It’s the question that we’ve been most frequently asked over the last year as premium publisher’s wrestle with truly understanding the new programmatic tactic of header bidding.
Except, header bidding isn’t a new tactic, the technology behind header bidding has been around for several years. The reason it’s been a hot topic over the past year is primarily, because header bidding isn’t a straightforward technology. Debates have emerged (especially in trade media) on its efficacy, implementation complexity — and, more broadly, whether it is the natural next step in the evolution of digital advertising.
Given these debates, we decided to take a look back at the successes and challenges that we’ve seen in header bidding over the past twelve months in a white paper titled, “Lessons Learned in Header Bidding.”
The new white paper pulls together key learnings into one cohesive document in an attempt to surface the main things that publishers should take into consideration before deciding on whether header bidding is the right strategic option for them. Learnings such as, what role technology partners play in the pre- and post- implementation phases, whether header bidding will pave the way for new innovations such as wrapper tags and whether this is the beginning of the shift in control around ad decisioning back to the publisher (see more in Lesson 6).
Below are the key takeaways we uncovered in the white paper:
1. Understand if Header Bidding is Right for You: Before implementing a header bidding solution, there are a number of pre-sale and pre-implementation questions that both strategic and technical teams at a publisher should ask themselves before implementing header bidding. For example, publishers need to understand their inventory mix, take stock of resources, assess direct vs. indirect sales priorities, evaluate their current priority setup in their ad server and identify average CPMs and fill rates from demand partners.
2. Heed Expectations and Understand the Potential Pitfalls: Results from header bidding take time to develop and depend on a number of factors, including: 1) a publisher’s overall familiarity and experience in header bidding and ad decisioning, 2) whether a publisher has the operational and technical teams to implement and optimise header bidding and 3) whether a publisher attracts significant site traffic and inventory demand to necessitate header bidding.
3. Set Both Short- and Long-Term Expectations in Header Bidding: In the short-term, priorities should be around setting up a sustainable, low-touch process, where publisher-side technical staff understands how to manage their ad server line items.
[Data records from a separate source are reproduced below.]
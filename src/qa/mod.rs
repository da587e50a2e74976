//! Retrieval-augmented question answering

pub mod agent;
pub mod confidence;
pub mod normalize;
pub mod prompt;

pub use agent::{AgentConfig, AgentInfo, AgentState, Answer, LoadSummary, RagAgent};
With regard to long-term results, header bidding should lead to higher overall CPMs, as the both buyers and sellers “learn” how to better price inventory. The end goal in all this technical setup should be to create a foundation that allows media buyers to access a publisher’s entire ad inventory and buy any inventory that meets an advertiser’s campaign objectives
4. Define Who is in Charge and of What: When implementing a header bidding solution, publishers and technology partners need to define the roles and responsibilities of team members on both sides. Once roles are defined, specific responsibilities must be assigned to all stakeholders throughout the phases of implementation: pre-sale, pre-implementation preparation, header tag implementation, post-implementation testing and measurement.
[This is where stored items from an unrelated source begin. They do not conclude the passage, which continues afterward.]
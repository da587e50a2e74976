//! Text embedding: capability trait plus the local MiniLM implementation

pub mod minilm;
pub mod provider;

pub use minilm::MiniLmEmbedder;
pub use provider::EmbeddingProvider;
5. Test, Test… and Then Test Again. Successful optimisation requires post-integration testing on a daily basis, combined with weekly check-ins with a tech partner’s strategic and technical team members. Publishers should follow these three key steps: 1) Ensure there is open communication and agreement data sharing between publisher and technology partner, 2) Reset success metrics to include price, fill rate, bid rate (i.e. the number of bids coming in from the buyers) and win rate and analyse the performance of each and 3) Measure the bid response latency and creative latency separately.
6. Prepare for Wrapper Solutions in 2016: Publishers need to understand if they should be integrating a wrapper solution, when they should implement and what they can expect from a fully integrated wrapper solution. Enterprise-level wrapper solutions provide publishers with control panels so that ad ops teams can manage multiple header tags (i.e. add or remove tags easily), demand levers that allow publishers to automate decisioning from both direct and indirect demand sources and integrated analytics and real-time reporting capabilities.